As do all the other states, Maine law prohibits the possession, furnishing, and trafficking of heroin. Despite the terrible effects on your body that heroin can have, it’s still used and sold across the country, even in Maine. As a recent local example, in 2015 a Brunswick man was arrested for allegedly bringing heroin into Maine, and also had suspicious items like cash and scales at his apartment.
Federal vs. Maine State Drug Classifications
The federal government uses system of Schedule I to V to classify drugs, from most dangerous to least, which most states also use. Maine classifies illegal drugs differently. Maine uses a schedule of W, X, Y, and Z. Heroin is in the highest drug classification of Schedule W, which means the possession, furnishing, or trafficking of heroin is most harshly penalized.
Maine Heroin Laws
The table below outlines the basic heroin laws in Maine.
|Maine Code Revised Title 17-A, Chapter 45: Drugs
|Possessing up to one gram of heroin for personal use is a Class C crime. A Class C crime can be punished by no more than five years in prison and a $5,000 fine.
Note: If you have more than 6 grams of heroin, you’ll be presumed to be furnishing or trafficking heroin.
|Maine law criminalizes the furnishing, giving, administering, delivering, or otherwise transferring heroin, or possessing heroin with the intent to do those things.
While typically giving someone heroin is a Class C crime, but it’s upgraded to a Class B crime by some aggravating circumstances, including:
- Selling to a child or using a child under 18 years of age to furnish or traffick heroin
- Using a gun
- Having 1+ prior convictions for any Class A, B or C drug offense
- Having at least 6 grams of heroin
- Furnishing on a school bus or within 1,000 feet of a elementary or secondary school or an field, park, playground, or other recreational facility that’s designated a “safe zone”
- A death is caused by the use of the heroin
Class B crimes are sentenced to up to 10 years in prison and at most a $20,000 fine.
|Trafficking is creating, growing, selling, exchanging, or otherwise furnishing heroin for money or possessing heroin for any of those items.
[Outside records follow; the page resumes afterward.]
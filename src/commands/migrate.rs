//! Migrate command - Database migration management.

use crate::cli::args::{MigrateAction, MigrateArgs};
use crate::config::Config;
use crate::errors::AppResult;
use crate::infra::Database;

/// Execute the migrate command
pub async fn execute(args: MigrateArgs, config: Config) -> AppResult<()> {
    // Connect without auto-running migrations for manual control
    let db = Database::connect_without_migrations(&config).await?;

    match args.action {
        MigrateAction::Up => {
            tracing::info!("Running pending migrations...");
            db.run_migrations().await?;
            tracing::info!("Migrations completed successfully");
        }
        MigrateAction::Down => {
            tracing::info!("Rolling back last migration...");
            db.rollback_migration().await?;
            tracing::info!("Rollback completed successfully");
        }
        MigrateAction::Status => {
            for (name, applied) in db.migration_status().await? {
                let status_str = if applied { "applied" } else { "pending" };
                println!("{}: {}", name, status_str);
            }
        }
        MigrateAction::Fresh => {
            tracing::warn!("Dropping all tables and re-running migrations...");
            db.fresh_migrations().await?;
            tracing::info!("Fresh migrations completed successfully");
        }
    }

    Ok(())
}
//! User service - Read access to registered accounts.

use async_trait::async_trait;
use std::sync::Arc;

use crate::domain::User;
use crate::errors::AppResult;
use crate::infra::UserRepository;

/// User service trait for dependency injection.
#[async_trait]
pub trait UserService: Send + Sync {
    /// List every account, oldest first
    async fn list_users(&self) -> AppResult<Vec<User>>;
}

/// Concrete implementation of UserService over the credential store.
pub struct UserManager {
    users: Arc<dyn UserRepository>,
}

impl UserManager {
    pub fn new(users: Arc<dyn UserRepository>) -> Self {
        Self { users }
    }
}

#[async_trait]
impl UserService for UserManager {
    async fn list_users(&self) -> AppResult<Vec<User>> {
        self.users.list().await
    }
}

#[cfg(test)]
mod tests {
    use super::*;
    use crate::domain::UserRole;
    use crate::infra::MockUserRepository;
    use chrono::Utc;
    use uuid::Uuid;

    #[tokio::test]
    async fn test_list_users_passes_through() {
        let mut repo = MockUserRepository::new();
        repo.expect_list().times(1).returning(|| {
            Ok(vec![User {
                id: Uuid::new_v4(),
                email: "a@x.com".to_string(),
                password_hash: "$2b$04$hash".to_string(),
                name: "Ana".to_string(),
                role: UserRole::User,
                created_at: Utc::now(),
            }])
        });

        let service = UserManager::new(Arc::new(repo));
        let users = service.list_users().await.unwrap();

        assert_eq!(users.len(), 1);
        assert_eq!(users[0].name, "Ana");
    }
}
//! Database connection and initialization.

use std::future::Future;
use std::time::Duration;

use sea_orm::{
    ConnectOptions, ConnectionTrait, Database as SeaDatabase, DatabaseConnection, DbErr, Statement,
};
use sea_orm_migration::MigratorTrait;

use crate::config::Config;
use crate::errors::{AppError, AppResult};

pub mod migrations;

pub use migrations::Migrator;

/// Database wrapper for connection management
#[derive(Clone)]
pub struct Database {
    connection: DatabaseConnection,
}

impl Database {
    /// Open the connection pool and apply pending migrations.
    pub async fn connect(config: &Config) -> Result<Self, DbErr> {
        let db = Self::connect_without_migrations(config).await?;

        Migrator::up(&db.connection, None).await.map_err(|e| {
            tracing::error!("Failed to run migrations: {}", e);
            e
        })?;

        tracing::info!("Database connected and migrations applied");
        Ok(db)
    }

    /// Connect without running migrations (for CLI commands).
    pub async fn connect_without_migrations(config: &Config) -> Result<Self, DbErr> {
        let mut options = ConnectOptions::new(config.database_url.clone());
        options
            .max_connections(config.db_max_connections)
            .connect_timeout(config.store_timeout)
            .acquire_timeout(config.store_timeout)
            .sqlx_logging(false);

        let connection = SeaDatabase::connect(options).await?;
        Ok(Self { connection })
    }

    /// Get a clone of the database connection.
    pub fn get_connection(&self) -> DatabaseConnection {
        self.connection.clone()
    }

    /// Run pending migrations.
    pub async fn run_migrations(&self) -> Result<(), DbErr> {
        Migrator::up(&self.connection, None).await
    }

    /// Rollback the last migration.
    pub async fn rollback_migration(&self) -> Result<(), DbErr> {
        Migrator::down(&self.connection, Some(1)).await
    }

    /// Get migration status (list all migrations with applied status).
    pub async fn migration_status(&self) -> Result<Vec<(String, bool)>, DbErr> {
        use sea_orm::{EntityTrait, QueryOrder};
        use sea_orm_migration::seaql_migrations;

        let applied: std::collections::HashSet<String> = seaql_migrations::Entity::find()
            .order_by_asc(seaql_migrations::Column::Version)
            .all(&self.connection)
            .await?
            .into_iter()
            .map(|m| m.version)
            .collect();

        let migrations: Vec<(String, bool)> = Migrator::migrations()
            .iter()
            .map(|m| {
                let name = m.name().to_string();
                let is_applied = applied.contains(&name);
                (name, is_applied)
            })
            .collect();

        Ok(migrations)
    }

    /// Reset database and run all migrations fresh.
    pub async fn fresh_migrations(&self) -> Result<(), DbErr> {
        Migrator::fresh(&self.connection).await
    }
}

/// Check connectivity by executing a trivial query.
pub async fn ping(connection: &DatabaseConnection) -> Result<(), DbErr> {
    connection
        .execute(Statement::from_string(
            connection.get_database_backend(),
            "SELECT 1".to_string(),
        ))
        .await?;
    Ok(())
}

/// Run a store operation under a deadline.
///
/// An elapsed deadline surfaces as [`AppError::StoreUnavailable`]; store
/// errors go through the usual `DbErr` classification.
pub async fn bounded<T, F>(limit: Duration, operation: F) -> AppResult<T>
where
    F: Future<Output = Result<T, DbErr>>,
{
    match tokio::time::timeout(limit, operation).await {
        Ok(result) => result.map_err(AppError::from),
        Err(_) => Err(AppError::StoreUnavailable(format!(
            "store operation exceeded {:?}",
            limit
        ))),
    }
}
It’s primarily the monetary exchange that distinguishes this from furnishing.
Intentionally or knowingly trafficking heroin, a schedule W drug, is generally a Class B violation. However, any of the above aggravating circumstances or trafficking at least 6 grams of heroin is a Class A crime. Class A crimes can be punished by at most 30 years in prison and up to a $50,000 fine.
Also, if a car is used in the furnishing or trafficking of heroin, then the defendant’s driver’s license can be suspended for up to 5 years after he or she gets out of prison.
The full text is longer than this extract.